We thank those who led the project: Susan Rubenstein, Joelle Gunther, Art Krieger, Ruth Super, and their entire committee, as well as everyone who contributed to the Campaign for a Stronger and Sustainable Emunah that provided the funding. The Landscape Committee is thanked for beautifying this renewed area and many others. To the Diamants we attribute the revitalization of the plantings at the base of the shul under the windows of the Rabbinic Suite and Archive, and along the edge of the new courtyard.

Many members and visitors have commented on how lovely our new courtyard is, and we pray that it serves as a new spiritual site for many years to come. All-year-round furniture and lighting now enhance the space, a water feature will soon be the center of a meditation circle, and additional plantings will beautify our courtyard even more.

We are grateful to all who have contributed as we look forward to dedicating these spaces. In addition, we hope to add art panels of the seven species of the land of Israel mentioned in the Torah.
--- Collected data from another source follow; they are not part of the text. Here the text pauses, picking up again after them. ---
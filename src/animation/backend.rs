//! Server-driven animation.

use std::sync::mpsc;

use tracing::debug;

use crate::codec::messages::{encode_anim_start, encode_figure_id, AnimTick};
use crate::error::Result;
use crate::protocol::msg_type;
use crate::session::Session;
use crate::transport::Channel;

/// Receives ANIM_TICK events for one figure.
///
/// Called on whichever thread is reading the socket, with the connection
/// lock held. Implementations must return quickly and must not issue
/// session requests (those fail with a protocol error). Adding or removing
/// tick listeners is fine, including the one being called. Hand the tick to
/// another thread (an `mpsc::Sender` does exactly that) when real work is
/// needed.
pub trait TickListener: Send {
    fn on_tick(&mut self, tick: &AnimTick);
}

impl<F> TickListener for F
where
    F: FnMut(&AnimTick) + Send,
{
    fn on_tick(&mut self, tick: &AnimTick) {
        self(tick)
    }
}

impl TickListener for mpsc::Sender<AnimTick> {
    fn on_tick(&mut self, tick: &AnimTick) {
        // Receiver gone: the tick is dropped like an unregistered one.
        let _ = self.send(*tick);
    }
}

/// Daemon-clocked animation of one figure.
///
/// Ticks are only read off the socket by requests and drains, so wait
/// with [`ipc_sleep`](super::ipc_sleep) rather than a blocking `recv`:
///
/// ```ignore
/// let mut anim = BackendAnimator::new(fig, 60.0);
/// let ticks = anim.start_channel(&session)?;
/// while session.is_figure_visible(fig) {
///     ipc_sleep(&session, Duration::from_millis(10))?;
///     if let Some(tick) = ticks.try_iter().last() {
///         session.set_data(fig, 0, &frame_at(tick.t))?;
///     }
/// }
/// ```
#[derive(Debug, Clone, Copy, PartialEq)]
pub struct BackendAnimator {
    figure_id: u64,
    fps: f32,
    duration: f32,
    running: bool,
}

impl BackendAnimator {
    pub fn new(figure_id: u64, fps: f32) -> Self {
        Self {
            figure_id,
            fps,
            duration: 0.0,
            running: false,
        }
    }

    /// Stop after `seconds`. 0 (the default) runs until stopped.
    pub fn duration(mut self, seconds: f32) -> Self {
        self.duration = seconds;
        self
    }

    #[inline]
    pub fn figure_id(&self) -> u64 {
        self.figure_id
    }

    #[inline]
    pub fn fps(&self) -> f32 {
        self.fps
    }

    #[inline]
    pub fn is_running(&self) -> bool {
        self.running
    }

    /// Register `listener` and ask the daemon to start ticking.
    ///
    /// Does nothing if already running. The listener is registered before
    /// the request so the first tick cannot be missed, and removed again
    /// if the request fails.
    pub fn start<C, L>(&mut self, session: &Session<C>, listener: L) -> Result<()>
    where
        C: Channel,
        L: TickListener + 'static,
    {
        if self.running {
            return Ok(());
        }
        session.set_tick_listener(self.figure_id, listener);
        let payload = encode_anim_start(self.figure_id, self.fps, self.duration);
        if let Err(e) = session.request(msg_type::REQ_ANIM_START, &payload) {
            session.remove_tick_listener(self.figure_id);
            return Err(e);
        }
        self.running = true;
        debug!(figure_id = self.figure_id, fps = self.fps, "backend animation started");
        Ok(())
    }

    /// [`start`](Self::start) with ticks delivered over a channel.
    ///
    /// If already running, the returned receiver reports disconnection.
    pub fn start_channel<C: Channel>(
        &mut self,
        session: &Session<C>,
    ) -> Result<mpsc::Receiver<AnimTick>> {
        let (tx, rx) = mpsc::channel();
        self.start(session, tx)?;
        Ok(rx)
    }

    /// Unregister the listener and ask the daemon to stop. Does nothing if
    /// not running.
    pub fn stop<C: Channel>(&mut self, session: &Session<C>) -> Result<()> {
        if !self.running {
            return Ok(());
        }
        self.running = false;
        session.remove_tick_listener(self.figure_id);
        session.request(msg_type::REQ_ANIM_STOP, &encode_figure_id(self.figure_id))?;
        debug!(figure_id = self.figure_id, "backend animation stopped");
        Ok(())
    }
}

#[cfg(test)]
mod tests {
    use super::*;
    use crate::codec::messages::{decode_figure_id, encode_resp_ok, RespErr};
    use crate::codec::PayloadDecoder;
    use crate::protocol::tags;
    use crate::session::tests::{connected, push};
    use crate::transport::ScriptedChannel;

    fn ok(ch: &ScriptedChannel, request_id: u64) {
        push(ch, msg_type::RESP_OK, request_id, &encode_resp_ok(request_id));
    }

    fn tick(figure_id: u64, frame_num: u32) -> AnimTick {
        AnimTick {
            figure_id,
            frame_num,
            t: frame_num as f32 / 30.0,
            dt: 1.0 / 30.0,
        }
    }

    #[test]
    fn test_ticks_arrive_while_sleeping() {
        let (session, ch) = connected();
        let mut anim = BackendAnimator::new(6, 60.0);

        ok(&ch, 1);
        let ticks = anim.start_channel(&session).unwrap();
        assert!(ticks.try_recv().is_err());
        let sent_before = ch.sent_frames().len();

        // No request in flight: only the sleep reads the socket.
        push(&ch, msg_type::ANIM_TICK, 0, &tick(6, 1).encode());
        push(&ch, msg_type::ANIM_TICK, 0, &tick(6, 2).encode());
        crate::animation::ipc_sleep(&session, std::time::Duration::from_millis(20)).unwrap();

        let latest = ticks.try_iter().last().unwrap();
        assert_eq!(latest.frame_num, 2);
        assert_eq!(ch.sent_frames().len(), sent_before);
    }

    #[test]
    fn test_start_routes_ticks_until_stop() {
        let (session, ch) = connected();
        let mut anim = BackendAnimator::new(3, 30.0).duration(2.0);

        ok(&ch, 1);
        let ticks = anim.start_channel(&session).unwrap();
        assert!(anim.is_running());

        // Ticks for this figure and another one, ahead of a response.
        push(&ch, msg_type::ANIM_TICK, 0, &tick(3, 1).encode());
        push(&ch, msg_type::ANIM_TICK, 0, &tick(8, 1).encode());
        push(&ch, msg_type::ANIM_TICK, 0, &tick(3, 2).encode());
        ok(&ch, 2);
        session.request(msg_type::REQ_LIST_FIGURES, &[]).unwrap();

        let got: Vec<u32> = ticks.try_iter().map(|t| t.frame_num).collect();
        assert_eq!(got, vec![1, 2]);

        ok(&ch, 3);
        anim.stop(&session).unwrap();
        assert!(!anim.is_running());

        push(&ch, msg_type::ANIM_TICK, 0, &tick(3, 3).encode());
        ok(&ch, 4);
        session.request(msg_type::REQ_LIST_FIGURES, &[]).unwrap();
        assert!(ticks.try_recv().is_err());

        let sent = ch.sent_frames();
        let start = sent
            .iter()
            .find(|f| f.msg_type() == msg_type::REQ_ANIM_START)
            .unwrap();
        let mut dec = PayloadDecoder::new(start.payload());
        let (mut fps, mut duration) = (0.0, 0.0);
        while dec.next() {
            match dec.tag() {
                tags::F1 => fps = dec.as_f32(),
                tags::F2 => duration = dec.as_f32(),
                _ => {}
            }
        }
        assert_eq!((fps, duration), (30.0, 2.0));

        let stop = sent
            .iter()
            .find(|f| f.msg_type() == msg_type::REQ_ANIM_STOP)
            .unwrap();
        assert_eq!(decode_figure_id(stop.payload()), 3);
    }

    #[test]
    fn test_start_and_stop_are_idempotent() {
        let (session, ch) = connected();
        let mut anim = BackendAnimator::new(1, 60.0);

        anim.stop(&session).unwrap();
        ok(&ch, 1);
        anim.start(&session, |_: &AnimTick| {}).unwrap();
        anim.start(&session, |_: &AnimTick| {}).unwrap();
        ok(&ch, 2);
        anim.stop(&session).unwrap();
        anim.stop(&session).unwrap();

        let kinds: Vec<u16> = ch.sent_frames().iter().map(|f| f.msg_type()).collect();
        assert_eq!(
            kinds,
            vec![msg_type::HELLO, msg_type::REQ_ANIM_START, msg_type::REQ_ANIM_STOP]
        );
    }

    #[test]
    fn test_failed_start_unregisters() {
        let (session, ch) = connected();
        let err = RespErr {
            request_id: 1,
            code: 4,
            message: "unknown figure".into(),
        };
        push(&ch, msg_type::RESP_ERR, 1, &err.encode());

        let mut anim = BackendAnimator::new(9, 30.0);
        assert!(anim.start(&session, |_: &AnimTick| {}).is_err());
        assert!(!anim.is_running());
        assert!(!session.remove_tick_listener(9));
    }
}
//! Protocol module - wire format, message kinds, field tags, and frames.
//!
//! This module implements the binary framing shared with the daemon:
//! - 40-byte header encoding/decoding
//! - Message type and TLV tag constants
//! - Frame struct with typed accessors

mod frame;
pub mod tags;
mod wire_format;

pub use frame::{build_frame, Frame};
pub use wire_format::{
    decode_header, encode_header, Header, HEADER_SIZE, MAGIC, MAX_PAYLOAD_SIZE, PROTOCOL_MAJOR,
    PROTOCOL_MINOR,
};

/// Message type constants (header `msg_type` field).
pub mod msg_type {
    // Handshake
    pub const HELLO: u16 = 0x0001;
    pub const WELCOME: u16 = 0x0002;

    // Generic responses
    pub const RESP_OK: u16 = 0x0010;
    pub const RESP_ERR: u16 = 0x0011;

    // State sync (daemon internal, never produced by this client)
    pub const STATE_SNAPSHOT: u16 = 0x0300;
    pub const STATE_DIFF: u16 = 0x0301;
    pub const ACK_STATE: u16 = 0x0302;

    // Figure requests
    pub const REQ_CREATE_FIGURE: u16 = 0x0500;
    pub const REQ_DESTROY_FIGURE: u16 = 0x0501;
    pub const REQ_CREATE_AXES: u16 = 0x0502;
    pub const REQ_ADD_SERIES: u16 = 0x0503;
    pub const REQ_REMOVE_SERIES: u16 = 0x0504;
    pub const REQ_SET_DATA: u16 = 0x0505;
    pub const REQ_UPDATE_PROPERTY: u16 = 0x0506;
    pub const REQ_SHOW: u16 = 0x0507;
    pub const REQ_CLOSE_FIGURE: u16 = 0x0508;
    pub const REQ_APPEND_DATA: u16 = 0x0509;
    pub const REQ_UPDATE_BATCH: u16 = 0x050A;

    // Queries
    pub const REQ_GET_SNAPSHOT: u16 = 0x0510;
    pub const REQ_LIST_FIGURES: u16 = 0x0511;

    // Animation
    pub const REQ_ANIM_START: u16 = 0x0520;
    pub const REQ_ANIM_STOP: u16 = 0x0521;

    // Session lifecycle
    pub const REQ_RECONNECT: u16 = 0x0530;
    pub const REQ_DISCONNECT: u16 = 0x0531;

    // Typed responses
    pub const RESP_FIGURE_CREATED: u16 = 0x0540;
    pub const RESP_AXES_CREATED: u16 = 0x0541;
    pub const RESP_SERIES_ADDED: u16 = 0x0542;
    pub const RESP_SNAPSHOT: u16 = 0x0543;
    pub const RESP_FIGURE_LIST: u16 = 0x0544;

    // Unsolicited events
    pub const EVT_WINDOW_CLOSED: u16 = 0x0550;
    pub const EVT_FIGURE_DESTROYED: u16 = 0x0552;
    pub const ANIM_TICK: u16 = 0x0560;
    pub const BLOB_RELEASE: u16 = 0x0570;

    /// Human-readable name for logging.
    pub fn name(kind: u16) -> &'static str {
        match kind {
            HELLO => "HELLO",
            WELCOME => "WELCOME",
            RESP_OK => "RESP_OK",
            RESP_ERR => "RESP_ERR",
            STATE_SNAPSHOT => "STATE_SNAPSHOT",
            STATE_DIFF => "STATE_DIFF",
            ACK_STATE => "ACK_STATE",
            REQ_CREATE_FIGURE => "REQ_CREATE_FIGURE",
            REQ_DESTROY_FIGURE => "REQ_DESTROY_FIGURE",
            REQ_CREATE_AXES => "REQ_CREATE_AXES",
            REQ_ADD_SERIES => "REQ_ADD_SERIES",
            REQ_REMOVE_SERIES => "REQ_REMOVE_SERIES",
            REQ_SET_DATA => "REQ_SET_DATA",
            REQ_UPDATE_PROPERTY => "REQ_UPDATE_PROPERTY",
            REQ_SHOW => "REQ_SHOW",
            REQ_CLOSE_FIGURE => "REQ_CLOSE_FIGURE",
            REQ_APPEND_DATA => "REQ_APPEND_DATA",
            REQ_UPDATE_BATCH => "REQ_UPDATE_BATCH",
            REQ_GET_SNAPSHOT => "REQ_GET_SNAPSHOT",
            REQ_LIST_FIGURES => "REQ_LIST_FIGURES",
            REQ_ANIM_START => "REQ_ANIM_START",
            REQ_ANIM_STOP => "REQ_ANIM_STOP",
            REQ_RECONNECT => "REQ_RECONNECT",
            REQ_DISCONNECT => "REQ_DISCONNECT",
            RESP_FIGURE_CREATED => "RESP_FIGURE_CREATED",
            RESP_AXES_CREATED => "RESP_AXES_CREATED",
            RESP_SERIES_ADDED => "RESP_SERIES_ADDED",
            RESP_SNAPSHOT => "RESP_SNAPSHOT",
            RESP_FIGURE_LIST => "RESP_FIGURE_LIST",
            EVT_WINDOW_CLOSED => "EVT_WINDOW_CLOSED",
            EVT_FIGURE_DESTROYED => "EVT_FIGURE_DESTROYED",
            ANIM_TICK => "ANIM_TICK",
            BLOB_RELEASE => "BLOB_RELEASE",
            _ => "UNKNOWN",
        }
    }

    /// Responses that may complete a pending request.
    #[inline]
    pub fn is_response(kind: u16) -> bool {
        matches!(kind, RESP_OK | RESP_ERR) || (RESP_FIGURE_CREATED..=RESP_FIGURE_LIST).contains(&kind)
    }
}

#[cfg(test)]
mod tests {
    use super::*;

    #[test]
    fn test_response_classification() {
        assert!(msg_type::is_response(msg_type::RESP_OK));
        assert!(msg_type::is_response(msg_type::RESP_ERR));
        assert!(msg_type::is_response(msg_type::RESP_SNAPSHOT));
        assert!(msg_type::is_response(msg_type::RESP_FIGURE_LIST));
        assert!(!msg_type::is_response(msg_type::ANIM_TICK));
        assert!(!msg_type::is_response(msg_type::EVT_WINDOW_CLOSED));
        assert!(!msg_type::is_response(msg_type::WELCOME));
    }

    #[test]
    fn test_names() {
        assert_eq!(msg_type::name(msg_type::REQ_SET_DATA), "REQ_SET_DATA");
        assert_eq!(msg_type::name(0xFFFF), "UNKNOWN");
    }
}
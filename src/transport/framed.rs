//! Framed message transport over a [`Channel`].
//!
//! Turns the byte stream into `(header, payload)` frames and back. Any I/O
//! failure or framing violation closes the transport; callers reconnect
//! rather than retry on the same instance.

use std::io::{self, Read, Write};
use std::os::unix::net::UnixStream;
use std::path::Path;
use std::time::Duration;

use bytes::Bytes;
use tracing::{debug, trace};

use super::socket::{connect_unix, Channel};
use crate::error::{Result, SpectraError};
use crate::protocol::{msg_type, Frame, Header, HEADER_SIZE, MAX_PAYLOAD_SIZE};

enum Fill {
    Complete,
    Eof,
}

/// Read until `buf` is full. `Eof` only when nothing was read at all.
fn fill_exact<R: Read>(reader: &mut R, buf: &mut [u8]) -> Result<Fill> {
    let mut filled = 0;
    while filled < buf.len() {
        match reader.read(&mut buf[filled..]) {
            Ok(0) if filled == 0 => return Ok(Fill::Eof),
            Ok(0) => {
                return Err(SpectraError::Connection(
                    "Connection closed mid-message".into(),
                ))
            }
            Ok(n) => filled += n,
            Err(e) if e.kind() == io::ErrorKind::Interrupted => {}
            Err(e) => return Err(e.into()),
        }
    }
    Ok(Fill::Complete)
}

fn not_connected() -> SpectraError {
    SpectraError::Connection("Not connected".into())
}

/// One connection's framing state.
pub struct Transport<C: Channel = UnixStream> {
    channel: Option<C>,
    seq: u64,
    max_payload: u32,
}

impl Transport<UnixStream> {
    /// Connect to a Unix socket path.
    pub fn connect(path: &Path, io_timeout: Option<Duration>) -> Result<Self> {
        let stream = connect_unix(path, io_timeout)?;
        debug!(path = %path.display(), "transport connected");
        Ok(Self::from_channel(stream))
    }
}

impl<C: Channel> Transport<C> {
    /// Wrap an already connected channel.
    pub fn from_channel(channel: C) -> Self {
        Self {
            channel: Some(channel),
            seq: 0,
            max_payload: MAX_PAYLOAD_SIZE,
        }
    }

    /// Lower the accepted payload size (never above the protocol maximum).
    pub fn with_max_payload(mut self, max_payload: u32) -> Self {
        self.max_payload = max_payload.min(MAX_PAYLOAD_SIZE);
        self
    }

    #[inline]
    pub fn is_open(&self) -> bool {
        self.channel.is_some()
    }

    /// Sequence number of the last frame sent.
    #[inline]
    pub fn seq(&self) -> u64 {
        self.seq
    }

    /// Send one frame. Returns its sequence number.
    pub fn send(
        &mut self,
        kind: u16,
        payload: &[u8],
        request_id: u64,
        session_id: u64,
        window_id: u64,
    ) -> Result<u64> {
        if payload.len() > self.max_payload as usize {
            return Err(SpectraError::Protocol(format!(
                "Outgoing payload of {} bytes exceeds maximum {}",
                payload.len(),
                self.max_payload
            )));
        }
        let channel = self.channel.as_mut().ok_or_else(not_connected)?;

        self.seq += 1;
        let header = Header::new(
            kind,
            payload.len() as u32,
            self.seq,
            request_id,
            session_id,
            window_id,
        );
        let written = channel
            .write_all(&header.encode())
            .and_then(|_| channel.write_all(payload))
            .and_then(|_| channel.flush());
        if let Err(e) = written {
            self.close();
            return Err(e.into());
        }
        trace!(
            kind = msg_type::name(kind),
            seq = self.seq,
            request_id,
            len = payload.len(),
            "frame sent"
        );
        Ok(self.seq)
    }

    /// Receive one frame. `None` means the peer closed cleanly between frames.
    pub fn recv(&mut self) -> Result<Option<Frame>> {
        match self.read_frame() {
            Ok(Some(frame)) => Ok(Some(frame)),
            Ok(None) => {
                debug!("peer closed connection");
                self.close();
                Ok(None)
            }
            Err(e) => {
                self.close();
                Err(e)
            }
        }
    }

    fn read_frame(&mut self) -> Result<Option<Frame>> {
        let channel = self.channel.as_mut().ok_or_else(not_connected)?;

        let mut head = [0u8; HEADER_SIZE];
        if let Fill::Eof = fill_exact(channel, &mut head)? {
            return Ok(None);
        }
        let header = Header::decode(&head)
            .ok_or_else(|| SpectraError::Protocol("Invalid message header (bad magic)".into()))?;
        header.validate(self.max_payload)?;

        let mut payload = vec![0u8; header.payload_len as usize];
        if let Fill::Eof = fill_exact(channel, &mut payload)? {
            return Err(SpectraError::Connection(
                "Connection closed during payload read".into(),
            ));
        }
        trace!(
            kind = msg_type::name(header.msg_type),
            seq = header.seq,
            request_id = header.request_id,
            len = header.payload_len,
            "frame received"
        );
        Ok(Some(Frame::new(header, Bytes::from(payload))))
    }

    /// Wait up to `timeout` for an inbound frame to start.
    pub fn wait_readable(&self, timeout: Duration) -> Result<bool> {
        let channel = self.channel.as_ref().ok_or_else(not_connected)?;
        Ok(channel.wait_readable(timeout)?)
    }

    /// Drop the channel. Idempotent.
    pub fn close(&mut self) {
        if let Some(mut channel) = self.channel.take() {
            let _ = channel.shutdown();
        }
    }
}

impl<C: Channel> Drop for Transport<C> {
    fn drop(&mut self) {
        self.close();
    }
}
We invite those who would like to support these efforts and/or to dedicate these or other elements of the courtyard to be in touch with me or Danny Watt as we continue to sustain our community.

Whether it is on Shemini Atzeret or any other day of the year, may we all be blessed to share sacred moments together, coming together like a family—like the King and his daughter in our sacred spaces.